_Instructions for the task:_
Only the lines that contain the string "tests" belong in the answer; pull them from the records.

Records from a collection
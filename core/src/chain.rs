//! Chain adapter
//!
//! The overlay is a soft layer on top of the chain engine: it looks up
//! UTXOs, historical block hashes and the tip, and receives tip-update
//! notifications. `ChainView` is the read-only seam; `ChainState` is the
//! in-memory implementation backing tests and the daemon skeleton.
//!
//! Lock order: chain state owns its own lock and overlay managers always
//! query it *before* taking their own locks, never while holding them.

use crate::types::{Amount, BlockHash, OutPoint, PayScript, Transaction};
use serde::{Deserialize, Serialize};
use std::collections::HashMap;
use std::sync::RwLock;

/// Unspent output as seen by the overlay
#[derive(Debug, Clone, PartialEq, Eq, Serialize, Deserialize)]
pub struct Utxo {
    pub value: Amount,
    /// Height of the block the output was confirmed in
    pub height: u64,
    /// Script the output is locked to
    pub script: PayScript,
}

pub trait ChainView: Send + Sync {
    /// Height of the active tip, `None` before genesis
    fn tip_height(&self) -> Option<u64>;

    fn block_hash(&self, height: u64) -> Option<BlockHash>;

    fn block_time(&self, height: u64) -> Option<i64>;

    /// Height of a known block hash
    fn block_height(&self, hash: &BlockHash) -> Option<u64>;

    fn utxo(&self, outpoint: &OutPoint) -> Option<Utxo>;

    /// Coinbase transaction of the block at `height`, when available
    fn coinbase(&self, height: u64) -> Option<Transaction>;

    /// Whether the chain engine considers initial block download finished
    fn is_synced(&self) -> bool;

    /// Confirmations of an output, by its recorded height
    fn confirmations(&self, outpoint: &OutPoint) -> Option<u64> {
        let utxo = self.utxo(outpoint)?;
        let tip = self.tip_height()?;
        Some(tip.saturating_sub(utxo.height) + 1)
    }
}

#[derive(Debug, Clone, Serialize, Deserialize)]
struct BlockEntry {
    hash: BlockHash,
    time: i64,
    coinbase: Option<Transaction>,
}

#[derive(Debug, Default)]
struct ChainInner {
    blocks: Vec<BlockEntry>,
    heights: HashMap<BlockHash, u64>,
    utxos: HashMap<OutPoint, Utxo>,
    synced: bool,
}

/// In-memory chain state
#[derive(Debug, Default)]
pub struct ChainState {
    inner: RwLock<ChainInner>,
}

impl ChainState {
    pub fn new() -> Self {
        Self::default()
    }

    fn read(&self) -> std::sync::RwLockReadGuard<'_, ChainInner> {
        match self.inner.read() {
            Ok(guard) => guard,
            Err(poisoned) => poisoned.into_inner(),
        }
    }

    fn write(&self) -> std::sync::RwLockWriteGuard<'_, ChainInner> {
        match self.inner.write() {
            Ok(guard) => guard,
            Err(poisoned) => poisoned.into_inner(),
        }
    }

    /// Append a block; returns its height
    pub fn push_block(&self, hash: BlockHash, time: i64) -> u64 {
        self.push_block_with_coinbase(hash, time, None)
    }

    pub fn push_block_with_coinbase(
        &self,
        hash: BlockHash,
        time: i64,
        coinbase: Option<Transaction>,
    ) -> u64 {
        let mut inner = self.write();
        let height = inner.blocks.len() as u64;
        inner.heights.insert(hash, height);
        inner.blocks.push(BlockEntry {
            hash,
            time,
            coinbase,
        });
        height
    }

    pub fn add_utxo(&self, outpoint: OutPoint, utxo: Utxo) {
        self.write().utxos.insert(outpoint, utxo);
    }

    pub fn spend_utxo(&self, outpoint: &OutPoint) -> Option<Utxo> {
        self.write().utxos.remove(outpoint)
    }

    pub fn set_synced(&self, synced: bool) {
        self.write().synced = synced;
    }

    /// Disconnect blocks above `height`, as a reorg would
    pub fn truncate_to(&self, height: u64) {
        let mut inner = self.write();
        let keep = (height + 1) as usize;
        while inner.blocks.len() > keep {
            if let Some(entry) = inner.blocks.pop() {
                inner.heights.remove(&entry.hash);
            }
        }
    }
}

impl ChainView for ChainState {
    fn tip_height(&self) -> Option<u64> {
        let inner = self.read();
        inner.blocks.len().checked_sub(1).map(|h| h as u64)
    }

    fn block_hash(&self, height: u64) -> Option<BlockHash> {
        self.read().blocks.get(height as usize).map(|b| b.hash)
    }

    fn block_time(&self, height: u64) -> Option<i64> {
        self.read().blocks.get(height as usize).map(|b| b.time)
    }

    fn block_height(&self, hash: &BlockHash) -> Option<u64> {
        self.read().heights.get(hash).copied()
    }

    fn utxo(&self, outpoint: &OutPoint) -> Option<Utxo> {
        self.read().utxos.get(outpoint).cloned()
    }

    fn coinbase(&self, height: u64) -> Option<Transaction> {
        self.read()
            .blocks
            .get(height as usize)
            .and_then(|b| b.coinbase.clone())
    }

    fn is_synced(&self) -> bool {
        self.read().synced
    }
}
//! Wall-clock abstraction
//!
//! Everything in the overlay asks a `Clock` for the current unix time so
//! expiration and rate-limit behavior can be driven deterministically in
//! tests.

use std::sync::atomic::{AtomicI64, Ordering};
use std::time::{SystemTime, UNIX_EPOCH};

pub trait Clock: Send + Sync {
    /// Seconds since the unix epoch
    fn now(&self) -> i64;
}

/// System wall clock
#[derive(Debug, Default)]
pub struct SystemClock;

impl Clock for SystemClock {
    fn now(&self) -> i64 {
        SystemTime::now()
            .duration_since(UNIX_EPOCH)
            .map(|d| d.as_secs() as i64)
            .unwrap_or(0)
    }
}

/// Manually driven clock for tests
#[derive(Debug)]
pub struct ManualClock {
    secs: AtomicI64,
}

impl ManualClock {
    pub fn new(secs: i64) -> Self {
        Self {
            secs: AtomicI64::new(secs),
        }
    }

    pub fn set(&self, secs: i64) {
        self.secs.store(secs, Ordering::SeqCst);
    }

    pub fn advance(&self, secs: i64) {
        self.secs.fetch_add(secs, Ordering::SeqCst);
    }
}

impl Clock for ManualClock {
    fn now(&self) -> i64 {
        self.secs.load(Ordering::SeqCst)
    }
}
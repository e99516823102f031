//! The service-node record and its state machine

use crate::ping::Ping;
use meridian_core::arith::{abs_diff, add_u32, Score};
use meridian_core::{BlockHash, ChainView, Hash256, OutPoint, PayScript};
use serde::{Deserialize, Serialize};
use std::fmt;
use std::net::SocketAddr;
use tracing::debug;

/// Minimum interval between pings; also the age an embedded ping must reach
/// before a record leaves PRE_ENABLED.
pub const MIN_PING_SECONDS: i64 = 10 * 60;
/// Window inside which repeated announcements for the same record are dropped
pub const MIN_ANNOUNCE_SECONDS: i64 = 5 * 60;
/// A record without pings for this long is EXPIRED
pub const EXPIRATION_SECONDS: i64 = 65 * 60;
/// A record without pings for this long needs a fresh announcement
pub const NEW_START_REQUIRED_SECONDS: i64 = 180 * 60;
/// Watchdog silence tolerated while the watchdog is active
pub const WATCHDOG_MAX_SECONDS: i64 = 120 * 60;
/// PoSe score at which a record is banned
pub const POSE_BAN_MAX_SCORE: i32 = 5;
/// Per-record check throttle
pub const CHECK_SECONDS: i64 = 5;
/// Oldest ping block hash accepted, in blocks below the tip
pub const PING_MAX_BLOCK_AGE: u64 = 24;

#[derive(Debug, Clone, Copy, PartialEq, Eq, Serialize, Deserialize)]
pub enum NodeState {
    PreEnabled,
    Enabled,
    Expired,
    OutpointSpent,
    UpdateRequired,
    WatchdogExpired,
    NewStartRequired,
    PoseBan,
}

impl NodeState {
    pub fn as_str(&self) -> &'static str {
        match self {
            NodeState::PreEnabled => "PRE_ENABLED",
            NodeState::Enabled => "ENABLED",
            NodeState::Expired => "EXPIRED",
            NodeState::OutpointSpent => "OUTPOINT_SPENT",
            NodeState::UpdateRequired => "UPDATE_REQUIRED",
            NodeState::WatchdogExpired => "WATCHDOG_EXPIRED",
            NodeState::NewStartRequired => "NEW_START_REQUIRED",
            NodeState::PoseBan => "POSE_BAN",
        }
    }
}

impl fmt::Display for NodeState {
    fn fmt(&self, f: &mut fmt::Formatter<'_>) -> fmt::Result {
        f.write_str(self.as_str())
    }
}

/// Inputs a per-record check needs from the rest of the node
#[derive(Clone, Copy)]
pub struct CheckContext<'a> {
    pub chain: &'a dyn ChainView,
    pub now: i64,
    pub list_synced: bool,
    pub watchdog_active: bool,
    /// This record belongs to our own activated service node
    pub our_node: bool,
    pub min_protocol: u32,
    pub registry_size: usize,
}

/// One service node as seen by the registry
#[derive(Debug, Clone, Serialize, Deserialize)]
pub struct ServiceNode {
    pub outpoint: OutPoint,
    pub addr: SocketAddr,
    pub collateral_pubkey: String,
    pub node_pubkey: String,
    /// Signature of the original announcement, kept so the record can be
    /// served back out as one.
    pub announce_signature: String,
    pub announce_time: i64,
    pub protocol_version: u32,
    pub last_ping: Option<Ping>,
    pub state: NodeState,
    pub pose_score: i32,
    /// Set once a PoSe challenge against this record succeeded
    pub pose_verified: bool,
    /// Height at which a PoSe ban lifts
    pub pose_ban_height: u64,
    pub last_paid_block: u64,
    pub last_paid_time: i64,
    pub last_watchdog_vote: i64,
    /// Cached height of the collateral's confirmation block
    pub collateral_height: Option<u64>,
    #[serde(skip)]
    pub last_checked: i64,
}

impl ServiceNode {
    pub fn is_enabled(&self) -> bool {
        self.state == NodeState::Enabled
    }

    pub fn is_pre_enabled(&self) -> bool {
        self.state == NodeState::PreEnabled
    }

    pub fn is_pose_banned(&self) -> bool {
        self.state == NodeState::PoseBan
    }

    pub fn is_new_start_required(&self) -> bool {
        self.state == NodeState::NewStartRequired
    }

    pub fn is_update_required(&self) -> bool {
        self.state == NodeState::UpdateRequired
    }

    pub fn is_expired(&self) -> bool {
        self.state == NodeState::Expired
    }

    pub fn is_watchdog_expired(&self) -> bool {
        self.state == NodeState::WatchdogExpired
    }

    pub fn is_outpoint_spent(&self) -> bool {
        self.state == NodeState::OutpointSpent
    }

    /// Only ENABLED records qualify for payment
    pub fn is_valid_for_payment(&self) -> bool {
        self.is_enabled()
    }

    /// States a remote operator's node may resume pinging from
    pub fn is_valid_state_for_auto_start(state: NodeState) -> bool {
        matches!(
            state,
            NodeState::Enabled
                | NodeState::PreEnabled
                | NodeState::Expired
                | NodeState::WatchdogExpired
        )
    }

    /// Whether a ping landed within `seconds` of `at`
    pub fn is_pinged_within(&self, seconds: i64, at: i64) -> bool {
        match &self.last_ping {
            Some(ping) => at - ping.sign_time < seconds,
            None => false,
        }
    }

    pub fn is_announced_within(&self, seconds: i64, now: i64) -> bool {
        now - self.announce_time < seconds
    }

    /// Script the collateral key is paid through
    pub fn payee_script(&self) -> PayScript {
        PayScript::for_pubkey(&self.collateral_pubkey)
    }

    pub fn increase_pose_score(&mut self) {
        self.pose_score = (self.pose_score + 1).min(POSE_BAN_MAX_SCORE);
    }

    pub fn decrease_pose_score(&mut self) {
        self.pose_score = (self.pose_score - 1).max(0);
    }

    /// Deterministic score of this record against a historical block hash:
    /// the absolute distance between H(block_hash ‖ outpoint-aux) and
    /// H(block_hash). Larger is better.
    pub fn calculate_score(&self, block_hash: &BlockHash) -> Score {
        score_for(&self.outpoint, block_hash)
    }

    /// Collateral age in blocks at the current tip
    pub fn collateral_age(&self, chain: &dyn ChainView) -> Option<u64> {
        let tip = chain.tip_height()?;
        let height = match self.collateral_height {
            Some(h) => h,
            None => chain.utxo(&self.outpoint)?.height,
        };
        Some(tip.saturating_sub(height))
    }

    /// Walk recent blocks looking for a coinbase that paid this record
    pub fn update_last_paid<F>(
        &mut self,
        chain: &dyn ChainView,
        max_blocks_back: u64,
        payment_at: F,
    ) where
        F: Fn(u64, &PayScript) -> Option<i64>,
    {
        let Some(tip) = chain.tip_height() else {
            return;
        };
        let payee = self.payee_script();
        let floor = tip.saturating_sub(max_blocks_back);
        let mut height = tip;
        while height > self.last_paid_block && height >= floor {
            if let Some(block_time) = payment_at(height, &payee) {
                debug!(servicenode = %self.outpoint, height, "found payment");
                self.last_paid_block = height;
                self.last_paid_time = block_time;
                return;
            }
            if height == 0 {
                break;
            }
            height -= 1;
        }
    }

    /// Evaluate the state machine. Throttled to every `CHECK_SECONDS`
    /// unless forced.
    pub fn check(&mut self, ctx: &CheckContext<'_>, force: bool) {
        if !force && ctx.now - self.last_checked < CHECK_SECONDS {
            return;
        }
        self.last_checked = ctx.now;

        // once spent, stop doing the checks
        if self.is_outpoint_spent() {
            return;
        }

        if ctx.chain.utxo(&self.outpoint).is_none() {
            self.set_state(NodeState::OutpointSpent);
            return;
        }
        let height = ctx.chain.tip_height().unwrap_or(0);

        if self.is_pose_banned() {
            if height < self.pose_ban_height {
                return;
            }
            // ban lifted; the record starts on the edge and is banned back
            // easily if it keeps failing verification
            debug!(servicenode = %self.outpoint, "pose ban lifted");
            self.decrease_pose_score();
        } else if self.pose_score >= POSE_BAN_MAX_SCORE {
            self.set_state(NodeState::PoseBan);
            // ban for the whole payment cycle
            self.pose_ban_height = height + ctx.registry_size as u64;
            debug!(
                servicenode = %self.outpoint,
                until = self.pose_ban_height,
                "pose banned"
            );
            return;
        }

        if self.protocol_version < ctx.min_protocol {
            self.set_state(NodeState::UpdateRequired);
            return;
        }

        // keep old records around while the list is still syncing, giving
        // them a chance to receive updates
        let wait_for_ping = !ctx.list_synced && !self.is_pinged_within(MIN_PING_SECONDS, ctx.now);
        if wait_for_ping && !ctx.our_node {
            if self.is_expired() || self.is_watchdog_expired() || self.is_new_start_required() {
                return;
            }
        }

        if !wait_for_ping || ctx.our_node {
            if !self.is_pinged_within(NEW_START_REQUIRED_SECONDS, ctx.now) {
                self.set_state(NodeState::NewStartRequired);
                return;
            }

            let watchdog_expired = ctx.watchdog_active
                && ctx.now - self.last_watchdog_vote > WATCHDOG_MAX_SECONDS;
            if watchdog_expired {
                self.set_state(NodeState::WatchdogExpired);
                return;
            }

            if !self.is_pinged_within(EXPIRATION_SECONDS, ctx.now) {
                self.set_state(NodeState::Expired);
                return;
            }
        }

        let ping_age = self
            .last_ping
            .as_ref()
            .map(|p| p.sign_time - self.announce_time)
            .unwrap_or(0);
        if ping_age < MIN_PING_SECONDS {
            self.set_state(NodeState::PreEnabled);
            return;
        }

        self.set_state(NodeState::Enabled);
    }

    fn set_state(&mut self, state: NodeState) {
        if self.state != state {
            debug!(servicenode = %self.outpoint, from = %self.state, to = %state, "state change");
            self.state = state;
        }
    }
}

/// Score an outpoint against a block hash
pub fn score_for(outpoint: &OutPoint, block_hash: &BlockHash) -> Score {
    let aux = add_u32(outpoint.txid.as_bytes(), outpoint.index);
    let base = meridian_crypto::hash256(block_hash.as_bytes());
    let mut salted_input = Vec::with_capacity(64);
    salted_input.extend_from_slice(block_hash.as_bytes());
    salted_input.extend_from_slice(&aux);
    let salted = meridian_crypto::hash256(&salted_input);
    Score(Hash256(abs_diff(&salted, &base)))
}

_Exercise solution:_
//! in-memory implementation backing tests and the daemon skeleton.
//! tests.
/// Manually driven clock for tests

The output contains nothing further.